It is impossible to keep politics out of sports, particularly at an event whose very foundation rests on national identity.

By Hamsini Hariharan (@HamsiniH)

Bomb scares, doping allegations, unready rooms, sexual harassment and the clinking of gold medals have turned all eyes to Rio. The 2016 Olympics is sure to be exciting but the mega event is also important because of its geopolitical undercurrents. Indeed, the Olympic Torch may represent ‘peace, unity and friendship’ but the Games have always been about more than sportsmanship. The objective is to carry out sports diplomacy, however the result is often dictated by power politics. This year, for instance, the participation of the first ever team of displaced athletes named ‘Team Refugees’ brings light to the instability of political regimes around the world and the impact it has on civilians. Not only does this indicate an erosion of nationalism but also the fragile state of peace of the post Cold War world.

The Olympics display elements of nation branding embedded in the practices and traditions. It is an opportunity for countries to display their soft power as well as attract investment and tourism. A simultaneous narrative is often one of urban development (or lack of) as countries strive to boost infrastructure and provide ‘worldclass facilities’. Ten years ago, Brazil was touted as one the strongest economies in the world and its hosting the Olympics was to indicate its standing among middle powers. The choice of Brazil as a host city somehow became representative of the North-South debate as, it is the first South American host and the sole in the southern hemisphere.

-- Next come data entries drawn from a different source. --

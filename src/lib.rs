//! Landfall: relocation task progression engine.
//!
//! This crate provides the core of a relocation checklist: a validated task
//! catalog rendered per locale, journey phases keyed to the arrival date,
//! and per-user progress records whose status is derived from subtask
//! signals.
//!
//! # Architecture
//!
//! Landfall follows hexagonal architecture principles:
//!
//! - **Domain**: Pure business logic with no infrastructure dependencies
//! - **Ports**: Abstract trait interfaces for external interactions
//! - **Adapters**: Concrete implementations of ports (JSON files, memory)
//!
//! # Modules
//!
//! - [`catalog`]: Task catalog loading, locale overlays, and journey phases
//! - [`progress`]: User task records, filtering, and status derivation

pub mod catalog;
pub mod progress;

#[cfg(test)]
mod test_support;
//! Error types for progress domain parsing.

use thiserror::Error;

/// Error returned while parsing task statuses from persistence or requests.
#[derive(Debug, Clone, Error, PartialEq, Eq)]
#[error("unknown task status: {0}")]
pub struct ParseTaskStatusError(pub String);
//! Service layer for task status updates, record lifecycle, and listings.

use crate::catalog::{
    domain::{CatalogError, CityId, Locale, PhaseId, Task, TaskId, TaskModule},
    services::CatalogService,
};
use crate::progress::{
    domain::{
        DependencyCheck, DynamicTaskFields, LinkedTaskCompletion, RecordUpdate, StatusSignals,
        SubtaskProgress, TaskFilter, TaskMetadata, TaskStatus, TaskWithStatus, UserId,
        UserTaskRecord, check_dependencies, completion_timestamp, derive_status, filter_tasks,
    },
    ports::{UserTaskRepository, UserTaskRepositoryError},
    services::ProgressConfig,
};
use chrono::NaiveDate;
use mockable::Clock;
use std::sync::Arc;
use thiserror::Error;
use tracing::{debug, info};
use uuid::Uuid;

/// Request payload for updating a user's task record.
///
/// Absent fields leave the stored record untouched. Without an explicit
/// status the service derives one from the resulting signals.
#[derive(Debug, Clone, Default, PartialEq)]
pub struct UpdateTaskRequest {
    status: Option<TaskStatus>,
    notes: Option<String>,
    custom_due_date: Option<Option<NaiveDate>>,
    subtask_progress: Option<SubtaskProgress>,
    metadata: Option<TaskMetadata>,
    has_documents: bool,
}

impl UpdateTaskRequest {
    /// Creates a request that changes nothing.
    #[must_use]
    pub fn new() -> Self {
        Self::default()
    }

    /// Sets the status explicitly, bypassing automatic derivation.
    #[must_use]
    pub const fn with_status(mut self, status: TaskStatus) -> Self {
        self.status = Some(status);
        self
    }

    /// Replaces the notes.
    #[must_use]
    pub fn with_notes(mut self, notes: impl Into<String>) -> Self {
        self.notes = Some(notes.into());
        self
    }

    /// Sets the due date, or clears it with `None`.
    #[must_use]
    pub const fn with_custom_due_date(mut self, due: Option<NaiveDate>) -> Self {
        self.custom_due_date = Some(due);
        self
    }

    /// Replaces the simple-subtask checkbox map.
    #[must_use]
    pub fn with_subtask_progress(mut self, progress: SubtaskProgress) -> Self {
        self.subtask_progress = Some(progress);
        self
    }

    /// Replaces the metadata buckets.
    #[must_use]
    pub fn with_metadata(mut self, metadata: TaskMetadata) -> Self {
        self.metadata = Some(metadata);
        self
    }

    /// Records whether documents are attached to the task.
    #[must_use]
    pub const fn with_documents(mut self, has_documents: bool) -> Self {
        self.has_documents = has_documents;
        self
    }
}

/// Request payload for creating a user-defined task.
#[derive(Debug, Clone, PartialEq, Eq)]
pub struct CreateDynamicTaskRequest {
    title: String,
    description: String,
    module: Option<TaskModule>,
    phase: Option<PhaseId>,
}

impl CreateDynamicTaskRequest {
    /// Creates a request with the required text fields.
    #[must_use]
    pub fn new(title: impl Into<String>, description: impl Into<String>) -> Self {
        Self {
            title: title.into(),
            description: description.into(),
            module: None,
            phase: None,
        }
    }

    /// Sets the life area.
    #[must_use]
    pub const fn with_module(mut self, module: TaskModule) -> Self {
        self.module = Some(module);
        self
    }

    /// Sets the journey phase.
    #[must_use]
    pub fn with_phase(mut self, phase: PhaseId) -> Self {
        self.phase = Some(phase);
        self
    }
}

/// Service-level errors for task progress operations.
#[derive(Debug, Error)]
pub enum TaskProgressError {
    /// Repository operation failed.
    #[error(transparent)]
    Repository(#[from] UserTaskRepositoryError),
    /// A generated identifier was rejected.
    #[error(transparent)]
    Identifier(#[from] CatalogError),
    /// A dynamic task was submitted without a title or description.
    #[error("dynamic task requires a non-blank title and description")]
    IncompleteDynamicTask,
}

/// Result type for task progress service operations.
pub type TaskProgressResult<T> = Result<T, TaskProgressError>;

/// Task progress orchestration service.
///
/// Updates are read-compute-write sequences against the repository and are
/// not atomic. Callers must serialize concurrent updates to the same
/// (user, task) pair; racing updates lose writes.
#[derive(Clone)]
pub struct TaskProgressService<R, C>
where
    R: UserTaskRepository,
    C: Clock + Send + Sync,
{
    repository: Arc<R>,
    catalog: Arc<CatalogService<C>>,
    clock: Arc<C>,
    config: ProgressConfig,
}

impl<R, C> TaskProgressService<R, C>
where
    R: UserTaskRepository,
    C: Clock + Send + Sync,
{
    /// Creates a progress service with the default configuration.
    #[must_use]
    pub fn new(repository: Arc<R>, catalog: Arc<CatalogService<C>>, clock: Arc<C>) -> Self {
        Self {
            repository,
            catalog,
            clock,
            config: ProgressConfig::default(),
        }
    }

    /// Replaces the service configuration.
    #[must_use]
    pub fn with_config(mut self, config: ProgressConfig) -> Self {
        self.config = config;
        self
    }

    /// Returns the service configuration.
    #[must_use]
    pub const fn config(&self) -> &ProgressConfig {
        &self.config
    }

    /// Returns the user's record for a task, if any.
    ///
    /// # Errors
    ///
    /// Returns [`TaskProgressError::Repository`] when the lookup fails.
    pub async fn record(
        &self,
        user_id: UserId,
        task_id: &TaskId,
    ) -> TaskProgressResult<Option<UserTaskRecord>> {
        Ok(self.repository.get(user_id, task_id).await?)
    }

    /// Applies a partial update to the user's task record.
    ///
    /// When the request carries no status, the new status is derived from
    /// the record's signals after the update. The completion timestamp
    /// follows the resulting status either way.
    ///
    /// # Errors
    ///
    /// Returns [`TaskProgressError::Repository`] when reading or writing
    /// records fails.
    pub async fn update_task(
        &self,
        user_id: UserId,
        task_id: &TaskId,
        request: UpdateTaskRequest,
    ) -> TaskProgressResult<UserTaskRecord> {
        let UpdateTaskRequest {
            status,
            notes,
            custom_due_date,
            subtask_progress,
            metadata,
            has_documents,
        } = request;

        let existing = self.repository.get(user_id, task_id).await?;
        let base = self.catalog.base_catalog();
        let task = base.get(task_id);
        let linked_tasks = self.linked_task_completion(user_id, task).await?;

        let current_status = existing
            .as_ref()
            .map_or(TaskStatus::Todo, UserTaskRecord::status);
        let previous_completion = existing.as_ref().and_then(UserTaskRecord::completed_at);
        let effective_progress = subtask_progress
            .clone()
            .or_else(|| existing.as_ref().map(|record| record.subtask_progress().clone()))
            .unwrap_or_default();
        let effective_metadata = metadata
            .clone()
            .or_else(|| existing.as_ref().map(|record| record.metadata().clone()))
            .unwrap_or_default();
        let has_notes = notes
            .as_deref()
            .or_else(|| existing.as_ref().and_then(UserTaskRecord::notes))
            .is_some_and(|text| !text.trim().is_empty());

        let signals = StatusSignals {
            subtask_progress: &effective_progress,
            linked_tasks: &linked_tasks,
            has_notes,
            has_documents,
            metadata: &effective_metadata,
        };
        let next_status = status.unwrap_or_else(|| derive_status(current_status, task, &signals));
        let completed_at = completion_timestamp(next_status, previous_completion, self.clock.utc());

        if next_status != current_status {
            info!(
                user_id = %user_id,
                task_id = %task_id,
                from = %current_status,
                to = %next_status,
                explicit = status.is_some(),
                "task status changed"
            );
        }

        let update = RecordUpdate {
            status: Some(next_status),
            notes,
            custom_due_date,
            completed_at: Some(completed_at),
            subtask_progress,
            metadata,
            dynamic: None,
        };
        Ok(self.repository.upsert(user_id, task_id, update).await?)
    }

    /// Merges metadata buckets into the stored record and re-derives its
    /// status.
    ///
    /// Buckets in `updates` replace stored buckets of the same key.
    ///
    /// # Errors
    ///
    /// Returns [`TaskProgressError::Repository`] when reading or writing
    /// records fails.
    pub async fn update_task_metadata(
        &self,
        user_id: UserId,
        task_id: &TaskId,
        updates: &TaskMetadata,
    ) -> TaskProgressResult<UserTaskRecord> {
        let existing = self.repository.get(user_id, task_id).await?;
        let merged = existing.as_ref().map_or_else(
            || updates.clone(),
            |record| record.metadata().merged(updates),
        );
        self.update_task(
            user_id,
            task_id,
            UpdateTaskRequest::new().with_metadata(merged),
        )
        .await
    }

    /// Returns the user's record for a task, creating a `todo` record when
    /// none exists.
    ///
    /// # Errors
    ///
    /// Returns [`TaskProgressError::Repository`] when reading or writing
    /// records fails.
    pub async fn create_user_task(
        &self,
        user_id: UserId,
        task_id: &TaskId,
    ) -> TaskProgressResult<UserTaskRecord> {
        if let Some(record) = self.repository.get(user_id, task_id).await? {
            return Ok(record);
        }
        debug!(user_id = %user_id, task_id = %task_id, "creating task record");
        Ok(self
            .repository
            .upsert(user_id, task_id, RecordUpdate::new())
            .await?)
    }

    /// Creates a user-defined task outside the catalog.
    ///
    /// The task receives a generated identifier and starts as `todo`.
    ///
    /// # Errors
    ///
    /// Returns [`TaskProgressError::IncompleteDynamicTask`] when the title
    /// or description is blank, and [`TaskProgressError::Repository`] when
    /// the record cannot be stored.
    pub async fn create_dynamic_task(
        &self,
        user_id: UserId,
        request: CreateDynamicTaskRequest,
    ) -> TaskProgressResult<UserTaskRecord> {
        let CreateDynamicTaskRequest {
            title,
            description,
            module,
            phase,
        } = request;
        let fields = DynamicTaskFields {
            title,
            description,
            module,
            phase,
            is_system_generated: true,
        };
        if !fields.is_complete() {
            return Err(TaskProgressError::IncompleteDynamicTask);
        }

        let task_id = TaskId::new(format!(
            "{}{}",
            self.config.dynamic_task_id_prefix,
            Uuid::new_v4()
        ))?;
        info!(user_id = %user_id, task_id = %task_id, "dynamic task created");

        let update = RecordUpdate::new()
            .with_status(TaskStatus::Todo)
            .with_dynamic(fields);
        Ok(self.repository.upsert(user_id, &task_id, update).await?)
    }

    /// Ensures the user has a record for every critical task in scope for
    /// `city`.
    ///
    /// Returns the records in catalog order, including ones that already
    /// existed.
    ///
    /// # Errors
    ///
    /// Returns [`TaskProgressError::Repository`] when reading or writing
    /// records fails.
    pub async fn initialize_user_tasks(
        &self,
        user_id: UserId,
        city: &CityId,
    ) -> TaskProgressResult<Vec<UserTaskRecord>> {
        let base = self.catalog.base_catalog();
        let mut records = Vec::new();
        let mut created = 0_usize;

        for task in base.critical_tasks_for_city(city) {
            if let Some(record) = self.repository.get(user_id, task.id()).await? {
                records.push(record);
                continue;
            }
            records.push(
                self.repository
                    .upsert(user_id, task.id(), RecordUpdate::new())
                    .await?,
            );
            created += 1;
        }

        info!(
            user_id = %user_id,
            city = %city,
            created,
            total = records.len(),
            "initialised user tasks"
        );
        Ok(records)
    }

    /// Lists the tasks visible to the user under `filter`, each paired with
    /// the user's record.
    ///
    /// A status restriction is pushed down to the repository.
    ///
    /// # Errors
    ///
    /// Returns [`TaskProgressError::Repository`] when the records cannot be
    /// loaded.
    pub async fn tasks_with_status(
        &self,
        user_id: UserId,
        filter: &TaskFilter,
    ) -> TaskProgressResult<Vec<TaskWithStatus>> {
        let locale = filter
            .locale
            .unwrap_or(self.catalog.config().base_locale);
        let catalog = self.catalog.catalog(locale);
        let records = self.repository.get_all(user_id, filter.status).await?;
        Ok(filter_tasks(
            &catalog,
            &records,
            filter,
            &self.config.dynamic_task_defaults,
        ))
    }

    /// Reports which dependencies of a task the user has not finished.
    ///
    /// Returns `None` when the catalog does not define the task.
    ///
    /// # Errors
    ///
    /// Returns [`TaskProgressError::Repository`] when the records cannot be
    /// loaded.
    pub async fn check_dependencies(
        &self,
        user_id: UserId,
        task_id: &TaskId,
        locale: Locale,
    ) -> TaskProgressResult<Option<DependencyCheck>> {
        let catalog = self.catalog.catalog(locale);
        let Some(task) = catalog.get(task_id) else {
            return Ok(None);
        };
        let records = self.repository.get_all(user_id, None).await?;
        Ok(Some(check_dependencies(task, &catalog, &records)))
    }

    async fn linked_task_completion(
        &self,
        user_id: UserId,
        task: Option<&Task>,
    ) -> TaskProgressResult<LinkedTaskCompletion> {
        let mut completion = LinkedTaskCompletion::new();
        for subtask in task.into_iter().flat_map(|definition| definition.subtasks()) {
            let Some(linked) = subtask.linked_task_id() else {
                continue;
            };
            let done = self
                .repository
                .get(user_id, linked)
                .await?
                .is_some_and(|record| record.status().is_done());
            completion.insert(subtask.id().clone(), done);
        }
        Ok(completion)
    }
}
//! Journey phases and current-phase resolution.

use super::{CatalogError, PhaseId};
use chrono::NaiveDate;
use serde::{Deserialize, Serialize};
use std::collections::HashSet;

/// A named window of the relocation journey.
///
/// The window is inclusive on both ends and measured in whole days from the
/// arrival date. Negative offsets are days before arrival.
#[derive(Debug, Clone, PartialEq, Eq, Serialize, Deserialize)]
#[serde(from = "AuthoredPhase")]
pub struct JourneyPhase {
    id: PhaseId,
    order: i32,
    min_days_from_arrival: i64,
    max_days_from_arrival: Option<i64>,
    label_key: String,
}

/// Phase as written in catalog data, where the label key is optional.
#[derive(Deserialize)]
struct AuthoredPhase {
    id: PhaseId,
    order: i32,
    min_days_from_arrival: i64,
    #[serde(default)]
    max_days_from_arrival: Option<i64>,
    #[serde(default)]
    label_key: Option<String>,
}

impl From<AuthoredPhase> for JourneyPhase {
    fn from(authored: AuthoredPhase) -> Self {
        let AuthoredPhase {
            id,
            order,
            min_days_from_arrival,
            max_days_from_arrival,
            label_key,
        } = authored;
        let mut phase = Self::new(id, order, min_days_from_arrival, max_days_from_arrival);
        if let Some(key) = label_key.filter(|key| !key.trim().is_empty()) {
            phase.label_key = key;
        }
        phase
    }
}

impl JourneyPhase {
    /// Creates a phase covering `[min_days, max_days]`.
    ///
    /// A `None` upper bound leaves the phase open-ended.
    #[must_use]
    pub fn new(id: PhaseId, order: i32, min_days: i64, max_days: Option<i64>) -> Self {
        let label_key = format!("timeWindows.{id}");
        Self {
            id,
            order,
            min_days_from_arrival: min_days,
            max_days_from_arrival: max_days,
            label_key,
        }
    }

    /// Replaces the localisation key of the phase label.
    #[must_use]
    pub fn with_label_key(mut self, label_key: impl Into<String>) -> Self {
        self.label_key = label_key.into();
        self
    }

    /// Returns the phase identifier.
    #[must_use]
    pub const fn id(&self) -> &PhaseId {
        &self.id
    }

    /// Returns the sort order of the phase.
    #[must_use]
    pub const fn order(&self) -> i32 {
        self.order
    }

    /// Returns the lower bound of the window.
    #[must_use]
    pub const fn min_days_from_arrival(&self) -> i64 {
        self.min_days_from_arrival
    }

    /// Returns the upper bound of the window, if bounded.
    #[must_use]
    pub const fn max_days_from_arrival(&self) -> Option<i64> {
        self.max_days_from_arrival
    }

    /// Returns the localisation key of the phase label.
    #[must_use]
    pub fn label_key(&self) -> &str {
        &self.label_key
    }

    /// Returns whether the day offset falls within the window.
    #[must_use]
    pub fn contains(&self, days_from_arrival: i64) -> bool {
        days_from_arrival >= self.min_days_from_arrival
            && self
                .max_days_from_arrival
                .is_none_or(|max| days_from_arrival <= max)
    }
}

/// Non-empty set of journey phases sorted by `order`.
#[derive(Debug, Clone, PartialEq, Eq)]
pub struct JourneyPhases {
    first: JourneyPhase,
    rest: Vec<JourneyPhase>,
}

impl JourneyPhases {
    /// Sorts and validates a phase list.
    ///
    /// # Errors
    ///
    /// Returns [`CatalogError::NoJourneyPhases`] when the list is empty or
    /// [`CatalogError::DuplicatePhase`] when two phases share an identifier.
    pub fn new(phases: impl IntoIterator<Item = JourneyPhase>) -> Result<Self, CatalogError> {
        let mut sorted: Vec<JourneyPhase> = phases.into_iter().collect();
        sorted.sort_by_key(JourneyPhase::order);

        let mut seen = HashSet::new();
        for phase in &sorted {
            if !seen.insert(phase.id()) {
                return Err(CatalogError::DuplicatePhase(phase.id().clone()));
            }
        }

        let mut iter = sorted.into_iter();
        let first = iter.next().ok_or(CatalogError::NoJourneyPhases)?;
        Ok(Self {
            first,
            rest: iter.collect(),
        })
    }

    /// Returns the lowest-order phase.
    #[must_use]
    pub const fn first(&self) -> &JourneyPhase {
        &self.first
    }

    /// Returns the highest-order phase.
    #[must_use]
    pub fn last(&self) -> &JourneyPhase {
        self.rest.last().unwrap_or(&self.first)
    }

    /// Iterates phases in ascending order.
    pub fn iter(&self) -> impl Iterator<Item = &JourneyPhase> {
        std::iter::once(&self.first).chain(self.rest.iter())
    }

    /// Finds a phase by identifier.
    #[must_use]
    pub fn get(&self, id: &PhaseId) -> Option<&JourneyPhase> {
        self.iter().find(|phase| phase.id() == id)
    }

    /// Resolves the phase a traveller is in on `today`.
    ///
    /// Without an arrival date the first phase is returned. Offsets outside
    /// every window resolve to the first phase when they precede it and to
    /// the last phase otherwise, so gaps between windows never leave the
    /// traveller without a phase.
    #[must_use]
    pub fn current(&self, arrival: Option<NaiveDate>, today: NaiveDate) -> &JourneyPhase {
        let sorted: Vec<&JourneyPhase> = self.iter().collect();
        resolve_sorted(&sorted, arrival, today).unwrap_or(&self.first)
    }
}

/// Resolves the current phase from an unsorted phase list.
///
/// Phases are ordered by `order`; ties keep their input order. Returns
/// `None` only when `phases` is empty.
#[must_use]
pub fn current_phase(
    arrival: Option<NaiveDate>,
    phases: &[JourneyPhase],
    today: NaiveDate,
) -> Option<&JourneyPhase> {
    let mut sorted: Vec<&JourneyPhase> = phases.iter().collect();
    sorted.sort_by_key(|phase| phase.order());
    resolve_sorted(&sorted, arrival, today)
}

fn resolve_sorted<'a>(
    sorted: &[&'a JourneyPhase],
    arrival: Option<NaiveDate>,
    today: NaiveDate,
) -> Option<&'a JourneyPhase> {
    let first = *sorted.first()?;
    let last = *sorted.last()?;
    let Some(arrival_date) = arrival else {
        return Some(first);
    };
    let diff_days = today.signed_duration_since(arrival_date).num_days();

    if let Some(phase) = sorted.iter().find(|phase| phase.contains(diff_days)) {
        return Some(*phase);
    }
    if diff_days < first.min_days_from_arrival {
        return Some(first);
    }
    Some(last)
}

However, the Rio Olympics seem to have had the opposite impression. The awaited impeachment of Dilma Rousseff, the huge corruption scandal and the terrible recession instead showcase the simmering political discord within the country.  The construction of Olympic specific infrastructure is also problematic because it highlights issues of national importance. Generally, there is a trend of the hosts using the mega event to ramp up the infrastructure in cities. On the other hand, this has also exposed the various pitfalls within the cities themselves. Questions about the preparedness of Rio, has also brought the spotlight to the various problems in Brazil, from the amount of air pollution and the political instability, to high unemployment rates, the crime rates in the city to the pandemic Zika virus.

The criticism levied against Rio is not unique; the Olympics is beset by criticism and political signaling. A set of protestors outside the mega-event has become a regular feature. The 2012 Winter Olympics at Sochi saw massive demonstrations by LGBT activists as well as Georgian protestors. The suppression of Tibetans gained widespread coverage during the Beijing Olympics in 2008. Poverty whether it is in Rio, Athens, Beijing or London is a common narrative for host countries. This year, it has gained even more prominence with the popularity of favela tours that are supposed to boost cultural understanding and tourism revenues but have been criticised as voyeuristic slum tourism.

Through political history, the Olympics were reflective of the power politics of the time and were characterised by patterns of political gesturing. The Games were cancelled thrice because of the two World Wars. During the Cold War, antagonism between the two bipolar states was remarkable in the Olympic Games as the raking of medals was a metaphor for the prowess of a superpower. The Olympics have often been sites for geopolitics to be played out as countries boycotted the games to display political displeasure. Of course, the most remarkable event in the history of the Olympics were the 1972 Munich Olympic Games in which 11 Israeli athletes killed by Palestinian extremists.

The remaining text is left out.